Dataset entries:
* * * * * * *
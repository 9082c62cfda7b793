//! Asynchronous usage accounting.
//!
//! Sessions hand one [`AccountingTask`] to an [`AccountingSink`] when they
//! finish. The [`AccountingPipeline`] sink applies the deduction and appends
//! the usage-log record on a worker pool, off the request path.

mod pipeline;

pub use pipeline::{AccountingPipeline, PipelineConfig, ShutdownReport};

use chrono::{DateTime, Utc};
use serde::Serialize;
use uuid::Uuid;

use crate::quota::Multiplier;
use crate::session::SessionOutcome;
use crate::tiers::{QuotaPool, Tier};

#[derive(Debug, Clone, PartialEq, Serialize)]
pub struct AccountingTask {
    /// Doubles as the deduction idempotency key.
    pub session_id: Uuid,
    pub user_id: String,
    pub tier: Tier,
    pub endpoint: String,
    pub canonical_model: String,
    pub provider: String,
    pub multiplier: Multiplier,
    pub raw_tokens: u64,
    pub outcome: SessionOutcome,
    pub pool: QuotaPool,
    pub finished_at: DateTime<Utc>,
}

impl AccountingTask {
    pub fn plan_tokens(&self) -> u64 {
        self.multiplier.plan_tokens(self.raw_tokens)
    }
}

#[derive(Debug, Clone, Copy, PartialEq, Eq)]
pub enum EnqueueOutcome {
    Enqueued,
    /// Queue full; the task was discarded.
    Dropped,
    /// The pipeline is shutting down.
    Closed,
}

impl EnqueueOutcome {
    pub fn is_enqueued(&self) -> bool {
        matches!(self, Self::Enqueued)
    }
}

/// Non-blocking hand-off used by the session engine.
pub trait AccountingSink: Send + Sync {
    fn submit(&self, task: AccountingTask) -> EnqueueOutcome;
}
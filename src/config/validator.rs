//! Load-time validation of the registry.
//!
//! Every defect is collected before failing so an operator sees the whole
//! list in one pass.

use std::collections::{HashMap, HashSet};

use super::{ConfigError, ConfigResult, ValidationErrors};
use crate::models::{ApiMode, ModelEntry, ProviderEntry};
use crate::tiers::TierConfig;

pub struct RegistryValidator {
    require_credentials: bool,
}

impl RegistryValidator {
    pub fn new() -> Self {
        Self {
            require_credentials: true,
        }
    }

    pub fn require_credentials(mut self, required: bool) -> Self {
        self.require_credentials = required;
        self
    }

    pub fn validate(
        &self,
        providers: &[ProviderEntry],
        models: &[ModelEntry],
        tiers: &[TierConfig],
    ) -> ConfigResult<()> {
        let errors = self.collect_errors(providers, models, tiers);
        if errors.is_empty() {
            Ok(())
        } else {
            Err(ConfigError::ValidationErrors(ValidationErrors(errors)))
        }
    }

    pub fn collect_errors(
        &self,
        providers: &[ProviderEntry],
        models: &[ModelEntry],
        tiers: &[TierConfig],
    ) -> Vec<ConfigError> {
        let mut errors = Vec::new();

        let mut by_name: HashMap<&str, &ProviderEntry> = HashMap::new();
        for provider in providers {
            if by_name.insert(&provider.name, provider).is_some() {
                errors.push(invalid(
                    format!("providers.{}", provider.name),
                    "duplicate provider name",
                ));
            }
        }

        let mut canonical = HashSet::new();
        let mut alias_owner: HashMap<&str, &str> = HashMap::new();
        for model in models {
            let key = format!("models.{}", model.canonical_name);

            if !canonical.insert(model.canonical_name.as_str()) {
                errors.push(invalid(&key, "duplicate model name"));
            }

            for alias in &model.aliases {
                if alias.trim().is_empty() {
                    errors.push(invalid(&key, "empty alias"));
                    continue;
                }
                if let Some(owner) = alias_owner.insert(alias, &model.canonical_name)
                    && owner != model.canonical_name
                {
                    errors.push(invalid(
                        &key,
                        format!("alias '{alias}' is already used by model '{owner}'"),
                    ));
                }
            }

            let Some(provider) = by_name.get(model.provider.as_str()) else {
                errors.push(invalid(
                    &key,
                    format!("unknown provider '{}'", model.provider),
                ));
                continue;
            };

            if model.mode == ApiMode::Responses && !provider.kind.supports_responses_api() {
                errors.push(invalid(
                    &key,
                    format!(
                        "provider '{}' ({}) does not serve the responses API",
                        provider.name, provider.kind
                    ),
                ));
            }

            if self.require_credentials && model.available && !provider.is_configured() {
                errors.push(invalid(
                    format!("providers.{}", provider.name),
                    format!(
                        "missing credential{} required by model '{}'",
                        provider
                            .credential_env
                            .as_deref()
                            .map(|env| format!(" (env {env})"))
                            .unwrap_or_default(),
                        model.canonical_name
                    ),
                ));
            }
        }

        let models_by_name: HashMap<&str, &ModelEntry> = models
            .iter()
            .map(|m| (m.canonical_name.as_str(), m))
            .collect();
        let mut tier_names = HashSet::new();
        for tier in tiers {
            let key = format!("tiers.{}", tier.name);

            if !tier_names.insert(&tier.name) {
                errors.push(invalid(&key, "duplicate tier name"));
            }

            let mut kinds = HashSet::new();
            for period in &tier.quota_periods {
                if !kinds.insert(period.kind) {
                    errors.push(invalid(&key, format!("duplicate {} period", period.kind)));
                }
                if period.limit == 0 {
                    errors.push(invalid(&key, format!("{} limit must be positive", period.kind)));
                }
            }

            if let Some(fallback) = &tier.fallback {
                if fallback.limit == 0 {
                    errors.push(invalid(&key, "fallback limit must be positive"));
                }
                match models_by_name.get(fallback.model.as_str()) {
                    None => errors.push(invalid(
                        &key,
                        format!("fallback model '{}' is not registered", fallback.model),
                    )),
                    Some(model) if !model.allows(&tier.name) => errors.push(invalid(
                        &key,
                        format!("fallback model '{}' is not accessible to the tier", fallback.model),
                    )),
                    Some(_) => {}
                }
            }
        }

        errors
    }
}

impl Default for RegistryValidator {
    fn default() -> Self {
        Self::new()
    }
}

fn invalid(key: impl Into<String>, message: impl Into<String>) -> ConfigError {
    ConfigError::InvalidValue {
        key: key.into(),
        message: message.into(),
    }
}

#[cfg(test)]
mod tests {
    use super::*;
    use crate::models::ProviderKind;
    use crate::tiers::{PeriodKind, Tier};
    use url::Url;

    fn openai(credential: bool) -> ProviderEntry {
        let entry = ProviderEntry::new(
            "openai",
            ProviderKind::OpenAi,
            Url::parse("https://api.openai.com/v1/").unwrap(),
        );
        if credential {
            entry.with_credential("sk-test")
        } else {
            entry
        }
    }

    fn model(name: &str) -> ModelEntry {
        let mut model = ModelEntry::new(name, "openai");
        model.tier_access.insert(Tier::free());
        model
    }

    fn messages(errors: &[ConfigError]) -> Vec<String> {
        errors.iter().map(|e| e.to_string()).collect()
    }

    #[test]
    fn test_valid_registry() {
        let tier = TierConfig::new("free").period(PeriodKind::Monthly, 100);
        assert!(
            RegistryValidator::new()
                .validate(&[openai(true)], &[model("gpt-4o")], &[tier])
                .is_ok()
        );
    }

    #[test]
    fn test_duplicate_alias_rejected() {
        let mut a = model("gpt-4o");
        a.aliases.insert("shared".into());
        let mut b = model("gpt-4o-mini");
        b.aliases.insert("shared".into());

        let errors = RegistryValidator::new().collect_errors(&[openai(true)], &[a, b], &[]);
        assert_eq!(errors.len(), 1);
        assert!(messages(&errors)[0].contains("alias 'shared'"));
    }

    #[test]
    fn test_canonical_name_collides_with_alias() {
        let mut a = model("gpt-4o");
        a.aliases.insert("gpt-4o-mini".into());
        let b = model("gpt-4o-mini");

        let errors = RegistryValidator::new().collect_errors(&[openai(true)], &[a, b], &[]);
        assert_eq!(errors.len(), 1);
    }

    #[test]
    fn test_collects_every_defect() {
        let mut orphan = model("orphan");
        orphan.provider = "nowhere".into();
        let tier = TierConfig::new("free")
            .period(PeriodKind::Daily, 0)
            .fallback(PeriodKind::Daily, 10, "missing-model");

        let errors = RegistryValidator::new().collect_errors(
            &[openai(false)],
            &[model("gpt-4o"), orphan],
            &[tier],
        );
        let text = messages(&errors).join("\n");
        assert_eq!(errors.len(), 4, "{text}");
        assert!(text.contains("missing credential"));
        assert!(text.contains("unknown provider 'nowhere'"));
        assert!(text.contains("limit must be positive"));
        assert!(text.contains("'missing-model' is not registered"));
    }

    #[test]
    fn test_credentials_optional_when_lenient() {
        let errors = RegistryValidator::new()
            .require_credentials(false)
            .collect_errors(&[openai(false)], &[model("gpt-4o")], &[]);
        assert!(errors.is_empty());
    }

    #[test]
    fn test_unavailable_model_needs_no_credential() {
        let mut retired = model("gpt-4");
        retired.available = false;
        let errors = RegistryValidator::new().collect_errors(&[openai(false)], &[retired], &[]);
        assert!(errors.is_empty());
    }

    #[test]
    fn test_responses_mode_requires_capable_provider() {
        let tinfoil = ProviderEntry::new(
            "tinfoil",
            ProviderKind::Tinfoil,
            Url::parse("https://inference.tinfoil.sh/v1/").unwrap(),
        )
        .with_credential("tf");
        let mut m = ModelEntry::new("deepseek-r1", "tinfoil");
        m.mode = ApiMode::Responses;

        let errors = RegistryValidator::new().collect_errors(&[tinfoil], &[m], &[]);
        assert_eq!(errors.len(), 1);
        assert!(messages(&errors)[0].contains("responses API"));
    }
}
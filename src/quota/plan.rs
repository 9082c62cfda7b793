//! Raw-to-plan token conversion.

use std::fmt;

use rust_decimal::prelude::ToPrimitive;
use rust_decimal::{Decimal, RoundingStrategy};
use serde::{Deserialize, Serialize};

#[derive(Debug, Clone, Copy, PartialEq, Eq, thiserror::Error)]
#[error("Multiplier must be positive, got {0}")]
pub struct InvalidMultiplier(pub Decimal);

/// Per-model cost factor. Always strictly positive.
#[derive(Debug, Clone, Copy, PartialEq, Eq, PartialOrd, Ord, Hash, Serialize, Deserialize)]
#[serde(try_from = "Decimal", into = "Decimal")]
pub struct Multiplier(Decimal);

impl Multiplier {
    pub const ONE: Self = Self(Decimal::ONE);

    pub fn new(value: Decimal) -> Result<Self, InvalidMultiplier> {
        if value > Decimal::ZERO {
            Ok(Self(value))
        } else {
            Err(InvalidMultiplier(value))
        }
    }

    pub fn value(&self) -> Decimal {
        self.0
    }

    pub fn plan_tokens(&self, raw_tokens: u64) -> u64 {
        plan_tokens(raw_tokens, self.0)
    }
}

impl TryFrom<Decimal> for Multiplier {
    type Error = InvalidMultiplier;

    fn try_from(value: Decimal) -> Result<Self, Self::Error> {
        Self::new(value)
    }
}

impl From<Multiplier> for Decimal {
    fn from(value: Multiplier) -> Self {
        value.0
    }
}

impl fmt::Display for Multiplier {
    fn fmt(&self, f: &mut fmt::Formatter<'_>) -> fmt::Result {
        write!(f, "{}x", self.0.normalize())
    }
}

/// `round_half_up(raw_tokens × multiplier)`, saturating at `u64::MAX`.
pub fn plan_tokens(raw_tokens: u64, multiplier: Decimal) -> u64 {
    let Some(product) = Decimal::from(raw_tokens).checked_mul(multiplier) else {
        return u64::MAX;
    };
    product
        .round_dp_with_strategy(0, RoundingStrategy::MidpointAwayFromZero)
        .to_u64()
        .unwrap_or(if product.is_sign_negative() { 0 } else { u64::MAX })
}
* * * * * * *
Among the lines of the preceding data, which ones hold the word "tiers"? List them.

**Exercise output**
use crate::tiers::{QuotaPool, Tier};
use crate::tiers::TierConfig;
        tiers: &[TierConfig],
        let errors = self.collect_errors(providers, models, tiers);
        tiers: &[TierConfig],
        for tier in tiers {
            let key = format!("tiers.{}", tier.name);
    use crate::tiers::{PeriodKind, Tier};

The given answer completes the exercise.